> **What needs to be done**
Return the entries below exactly as written.

Records drawn from a dataset
-------------------------

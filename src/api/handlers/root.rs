use axum::response::Redirect;
use tracing::debug;

pub const INDEX_PATH: &str = "/index";

// axum handler for /
pub async fn root() -> Redirect {
    debug!("Root redirect");
    Redirect::to(INDEX_PATH)
}
//! Auth state and configuration shared by the login, logout and gate handlers.

use std::{sync::Arc, time::Duration};

use super::{credentials::CredentialStore, session::SessionStore};

const DEFAULT_SESSION_TTL_SECONDS: u64 = 15 * 60;
const DEFAULT_CREDENTIAL_LOOKUP_TIMEOUT_SECONDS: u64 = 5;

#[derive(Clone, Debug)]
pub struct AuthConfig {
    session_ttl_seconds: u64,
    credential_lookup_timeout_seconds: u64,
    session_cookie_secure: bool,
}

impl Default for AuthConfig {
    fn default() -> Self {
        Self::new()
    }
}

impl AuthConfig {
    #[must_use]
    pub fn new() -> Self {
        Self {
            session_ttl_seconds: DEFAULT_SESSION_TTL_SECONDS,
            credential_lookup_timeout_seconds: DEFAULT_CREDENTIAL_LOOKUP_TIMEOUT_SECONDS,
            session_cookie_secure: false,
        }
    }

    #[must_use]
    pub fn with_session_ttl_seconds(mut self, seconds: u64) -> Self {
        self.session_ttl_seconds = seconds;
        self
    }

    #[must_use]
    pub fn with_credential_lookup_timeout_seconds(mut self, seconds: u64) -> Self {
        self.credential_lookup_timeout_seconds = seconds;
        self
    }

    #[must_use]
    pub fn with_session_cookie_secure(mut self, secure: bool) -> Self {
        self.session_cookie_secure = secure;
        self
    }

    #[must_use]
    pub fn session_ttl(&self) -> Duration {
        Duration::from_secs(self.session_ttl_seconds)
    }

    #[must_use]
    pub fn credential_lookup_timeout(&self) -> Duration {
        Duration::from_secs(self.credential_lookup_timeout_seconds)
    }

    #[must_use]
    pub fn session_cookie_secure(&self) -> bool {
        self.session_cookie_secure
    }
}

pub struct AuthState {
    config: AuthConfig,
    sessions: SessionStore,
    credentials: Arc<dyn CredentialStore>,
}

impl AuthState {
    #[must_use]
    pub fn new(config: AuthConfig, credentials: Arc<dyn CredentialStore>) -> Self {
        let sessions = SessionStore::new(config.session_ttl());
        Self {
            config,
            sessions,
            credentials,
        }
    }

    #[must_use]
    pub fn config(&self) -> &AuthConfig {
        &self.config
    }

    #[must_use]
    pub fn sessions(&self) -> &SessionStore {
        &self.sessions
    }

    #[must_use]
    pub fn credentials(&self) -> &dyn CredentialStore {
        self.credentials.as_ref()
    }
}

-------------------------

> **Response below**
filename src/api/handlers/root.rs
use axum::response::Redirect;
use tracing::debug;

pub const INDEX_PATH: &str = "/index";

// axum handler for /
pub async fn root() -> Redirect {
    debug!("Root redirect");
    Redirect::to(INDEX_PATH)
}
//! Auth state and configuration shared by the login, logout and gate handlers.

use std::{sync::Arc, time::Duration};

use super::{credentials::CredentialStore, session::SessionStore};

const DEFAULT_SESSION_TTL_SECONDS: u64 = 15 * 60;
const DEFAULT_CREDENTIAL_LOOKUP_TIMEOUT_SECONDS: u64 = 5;

#[derive(Clone, Debug)]
pub struct AuthConfig {
    session_ttl_seconds: u64,
    credential_lookup_timeout_seconds: u64,
    session_cookie_secure: bool,
}

impl Default for AuthConfig {
    fn default() -> Self {
        Self::new()
    }
}

impl AuthConfig {
    #[must_use]
    pub fn new() -> Self {
        Self {
            session_ttl_seconds: DEFAULT_SESSION_TTL_SECONDS,
            credential_lookup_timeout_seconds: DEFAULT_CREDENTIAL_LOOKUP_TIMEOUT_SECONDS,
            session_cookie_secure: false,
        }
    }

    #[must_use]
    pub fn with_session_ttl_seconds(mut self, seconds: u64) -> Self {
        self.session_ttl_seconds = seconds;
        self
    }

    #[must_use]
    pub fn with_credential_lookup_timeout_seconds(mut self, seconds: u64) -> Self {
        self.credential_lookup_timeout_seconds = seconds;
        self
    }

    #[must_use]
    pub fn with_session_cookie_secure(mut self, secure: bool) -> Self {
        self.session_cookie_secure = secure;
        self
    }

    #[must_use]
    pub fn session_ttl(&self) -> Duration {
        Duration::from_secs(self.session_ttl_seconds)
    }

    #[must_use]
    pub fn credential_lookup_timeout(&self) -> Duration {
        Duration::from_secs(self.credential_lookup_timeout_seconds)
    }

    #[must_use]
    pub fn session_cookie_secure(&self) -> bool {
        self.session_cookie_secure
    }
}

pub struct AuthState {
    config: AuthConfig,
    sessions: SessionStore,
    credentials: Arc<dyn CredentialStore>,
}

impl AuthState {
    #[must_use]
    pub fn new(config: AuthConfig, credentials: Arc<dyn CredentialStore>) -> Self {
        let sessions = SessionStore::new(config.session_ttl());
        Self {
            config,
            sessions,
            credentials,
        }
    }

    #[must_use]
    pub fn config(&self) -> &AuthConfig {
        &self.config
    }

    #[must_use]
    pub fn sessions(&self) -> &SessionStore {
        &self.sessions
    }

    #[must_use]
    pub fn credentials(&self) -> &dyn CredentialStore {
        self.credentials.as_ref()
    }
}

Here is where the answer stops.